Stored items
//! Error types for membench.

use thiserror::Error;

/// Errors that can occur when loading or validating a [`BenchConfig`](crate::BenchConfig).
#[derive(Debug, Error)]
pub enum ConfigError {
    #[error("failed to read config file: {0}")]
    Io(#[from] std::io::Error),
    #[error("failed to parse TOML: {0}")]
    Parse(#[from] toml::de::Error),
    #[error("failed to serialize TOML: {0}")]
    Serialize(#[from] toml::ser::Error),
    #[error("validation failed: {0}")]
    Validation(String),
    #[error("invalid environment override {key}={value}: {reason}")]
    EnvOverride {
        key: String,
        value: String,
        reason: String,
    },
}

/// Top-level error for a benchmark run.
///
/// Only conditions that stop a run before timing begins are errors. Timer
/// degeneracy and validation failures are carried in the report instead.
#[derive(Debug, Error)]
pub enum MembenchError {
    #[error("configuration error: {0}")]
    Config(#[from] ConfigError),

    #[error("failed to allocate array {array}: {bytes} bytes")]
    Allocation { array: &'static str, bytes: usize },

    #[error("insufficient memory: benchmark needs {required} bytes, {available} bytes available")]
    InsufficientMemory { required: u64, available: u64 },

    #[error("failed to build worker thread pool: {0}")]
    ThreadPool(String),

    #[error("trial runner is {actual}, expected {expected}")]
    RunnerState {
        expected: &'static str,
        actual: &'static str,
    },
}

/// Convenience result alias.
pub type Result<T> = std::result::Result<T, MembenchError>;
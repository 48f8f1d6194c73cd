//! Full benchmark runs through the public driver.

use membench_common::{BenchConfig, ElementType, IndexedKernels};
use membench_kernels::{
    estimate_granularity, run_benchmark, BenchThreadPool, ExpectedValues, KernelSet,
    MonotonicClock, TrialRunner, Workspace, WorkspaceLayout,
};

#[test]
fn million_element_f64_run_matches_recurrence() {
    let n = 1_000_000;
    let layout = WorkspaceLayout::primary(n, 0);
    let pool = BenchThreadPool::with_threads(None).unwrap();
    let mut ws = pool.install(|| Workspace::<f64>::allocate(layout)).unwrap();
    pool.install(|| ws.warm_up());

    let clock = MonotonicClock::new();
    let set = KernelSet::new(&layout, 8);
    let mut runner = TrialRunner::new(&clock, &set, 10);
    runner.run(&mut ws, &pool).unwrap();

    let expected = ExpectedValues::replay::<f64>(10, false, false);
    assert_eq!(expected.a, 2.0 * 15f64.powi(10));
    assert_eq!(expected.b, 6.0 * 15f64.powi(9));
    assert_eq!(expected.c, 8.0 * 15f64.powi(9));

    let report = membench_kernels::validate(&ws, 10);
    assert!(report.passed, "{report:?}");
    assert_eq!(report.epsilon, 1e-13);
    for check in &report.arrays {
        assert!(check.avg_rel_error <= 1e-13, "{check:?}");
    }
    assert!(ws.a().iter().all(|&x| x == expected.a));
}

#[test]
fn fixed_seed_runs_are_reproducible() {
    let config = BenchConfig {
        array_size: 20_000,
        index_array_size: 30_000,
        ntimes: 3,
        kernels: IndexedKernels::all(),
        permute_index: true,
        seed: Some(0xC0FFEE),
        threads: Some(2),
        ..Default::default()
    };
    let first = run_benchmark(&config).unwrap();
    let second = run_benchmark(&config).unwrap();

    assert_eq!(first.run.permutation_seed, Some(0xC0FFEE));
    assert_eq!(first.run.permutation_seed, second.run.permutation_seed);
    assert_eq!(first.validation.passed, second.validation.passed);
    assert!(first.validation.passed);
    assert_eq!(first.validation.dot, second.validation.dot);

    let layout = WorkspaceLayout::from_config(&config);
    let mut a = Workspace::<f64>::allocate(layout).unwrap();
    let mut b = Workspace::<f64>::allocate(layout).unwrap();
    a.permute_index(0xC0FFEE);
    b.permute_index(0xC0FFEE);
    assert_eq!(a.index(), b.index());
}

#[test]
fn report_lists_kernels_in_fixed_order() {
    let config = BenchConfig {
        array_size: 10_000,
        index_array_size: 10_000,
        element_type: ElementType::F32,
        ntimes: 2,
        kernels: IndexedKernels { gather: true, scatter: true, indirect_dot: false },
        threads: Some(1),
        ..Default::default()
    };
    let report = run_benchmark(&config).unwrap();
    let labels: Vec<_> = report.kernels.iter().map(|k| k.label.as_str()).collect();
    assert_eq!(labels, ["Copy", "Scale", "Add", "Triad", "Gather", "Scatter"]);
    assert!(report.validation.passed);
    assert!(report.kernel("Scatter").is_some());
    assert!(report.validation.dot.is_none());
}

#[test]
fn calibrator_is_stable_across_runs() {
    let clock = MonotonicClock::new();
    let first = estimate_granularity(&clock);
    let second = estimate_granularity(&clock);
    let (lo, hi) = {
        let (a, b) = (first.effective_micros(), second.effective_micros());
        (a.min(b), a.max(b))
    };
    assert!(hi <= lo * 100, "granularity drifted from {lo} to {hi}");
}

> _Task directions_:
No line may be left out; the records are to be transcribed in full.

> _Expected answer_:
//! Error types for membench.

use thiserror::Error;

/// Errors that can occur when loading or validating a [`BenchConfig`](crate::BenchConfig).
#[derive(Debug, Error)]
pub enum ConfigError {
    #[error("failed to read config file: {0}")]
    Io(#[from] std::io::Error),
    #[error("failed to parse TOML: {0}")]
    Parse(#[from] toml::de::Error),
    #[error("failed to serialize TOML: {0}")]
    Serialize(#[from] toml::ser::Error),
    #[error("validation failed: {0}")]
    Validation(String),
    #[error("invalid environment override {key}={value}: {reason}")]
    EnvOverride {
        key: String,
        value: String,
        reason: String,
    },
}

/// Top-level error for a benchmark run.
///
/// Only conditions that stop a run before timing begins are errors. Timer
/// degeneracy and validation failures are carried in the report instead.
#[derive(Debug, Error)]
pub enum MembenchError {
    #[error("configuration error: {0}")]
    Config(#[from] ConfigError),

    #[error("failed to allocate array {array}: {bytes} bytes")]
    Allocation { array: &'static str, bytes: usize },

    #[error("insufficient memory: benchmark needs {required} bytes, {available} bytes available")]
    InsufficientMemory { required: u64, available: u64 },

    #[error("failed to build worker thread pool: {0}")]
    ThreadPool(String),

    #[error("trial runner is {actual}, expected {expected}")]
    RunnerState {
        expected: &'static str,
        actual: &'static str,
    },
}

/// Convenience result alias.
pub type Result<T> = std::result::Result<T, MembenchError>;
repository 48f8f1d6194c73cd
//! Full benchmark runs through the public driver.

use membench_common::{BenchConfig, ElementType, IndexedKernels};
use membench_kernels::{
    estimate_granularity, run_benchmark, BenchThreadPool, ExpectedValues, KernelSet,
    MonotonicClock, TrialRunner, Workspace, WorkspaceLayout,
};

#[test]
fn million_element_f64_run_matches_recurrence() {
    let n = 1_000_000;
    let layout = WorkspaceLayout::primary(n, 0);
    let pool = BenchThreadPool::with_threads(None).unwrap();
    let mut ws = pool.install(|| Workspace::<f64>::allocate(layout)).unwrap();
    pool.install(|| ws.warm_up());

    let clock = MonotonicClock::new();
    let set = KernelSet::new(&layout, 8);
    let mut runner = TrialRunner::new(&clock, &set, 10);
    runner.run(&mut ws, &pool).unwrap();

    let expected = ExpectedValues::replay::<f64>(10, false, false);
    assert_eq!(expected.a, 2.0 * 15f64.powi(10));
    assert_eq!(expected.b, 6.0 * 15f64.powi(9));
    assert_eq!(expected.c, 8.0 * 15f64.powi(9));

    let report = membench_kernels::validate(&ws, 10);
    assert!(report.passed, "{report:?}");
    assert_eq!(report.epsilon, 1e-13);
    for check in &report.arrays {
        assert!(check.avg_rel_error <= 1e-13, "{check:?}");
    }
    assert!(ws.a().iter().all(|&x| x == expected.a));
}

#[test]
fn fixed_seed_runs_are_reproducible() {
    let config = BenchConfig {
        array_size: 20_000,
        index_array_size: 30_000,
        ntimes: 3,
        kernels: IndexedKernels::all(),
        permute_index: true,
        seed: Some(0xC0FFEE),
        threads: Some(2),
        ..Default::default()
    };
    let first = run_benchmark(&config).unwrap();
    let second = run_benchmark(&config).unwrap();

    assert_eq!(first.run.permutation_seed, Some(0xC0FFEE));
    assert_eq!(first.run.permutation_seed, second.run.permutation_seed);
    assert_eq!(first.validation.passed, second.validation.passed);
    assert!(first.validation.passed);
    assert_eq!(first.validation.dot, second.validation.dot);

    let layout = WorkspaceLayout::from_config(&config);
    let mut a = Workspace::<f64>::allocate(layout).unwrap();
    let mut b = Workspace::<f64>::allocate(layout).unwrap();
    a.permute_index(0xC0FFEE);
    b.permute_index(0xC0FFEE);
    assert_eq!(a.index(), b.index());
}

#[test]
fn report_lists_kernels_in_fixed_order() {
    let config = BenchConfig {
        array_size: 10_000,
        index_array_size: 10_000,
        element_type: ElementType::F32,
        ntimes: 2,
        kernels: IndexedKernels { gather: true, scatter: true, indirect_dot: false },
        threads: Some(1),
        ..Default::default()
    };
    let report = run_benchmark(&config).unwrap();
    let labels: Vec<_> = report.kernels.iter().map(|k| k.label.as_str()).collect();
    assert_eq!(labels, ["Copy", "Scale", "Add", "Triad", "Gather", "Scatter"]);
    assert!(report.validation.passed);
    assert!(report.kernel("Scatter").is_some());
    assert!(report.validation.dot.is_none());
}

#[test]
fn calibrator_is_stable_across_runs() {
    let clock = MonotonicClock::new();
    let first = estimate_granularity(&clock);
    let second = estimate_granularity(&clock);
    let (lo, hi) = {
        let (a, b) = (first.effective_micros(), second.effective_micros());
        (a.min(b), a.max(b))
    };
    assert!(hi <= lo * 100, "granularity drifted from {lo} to {hi}");
}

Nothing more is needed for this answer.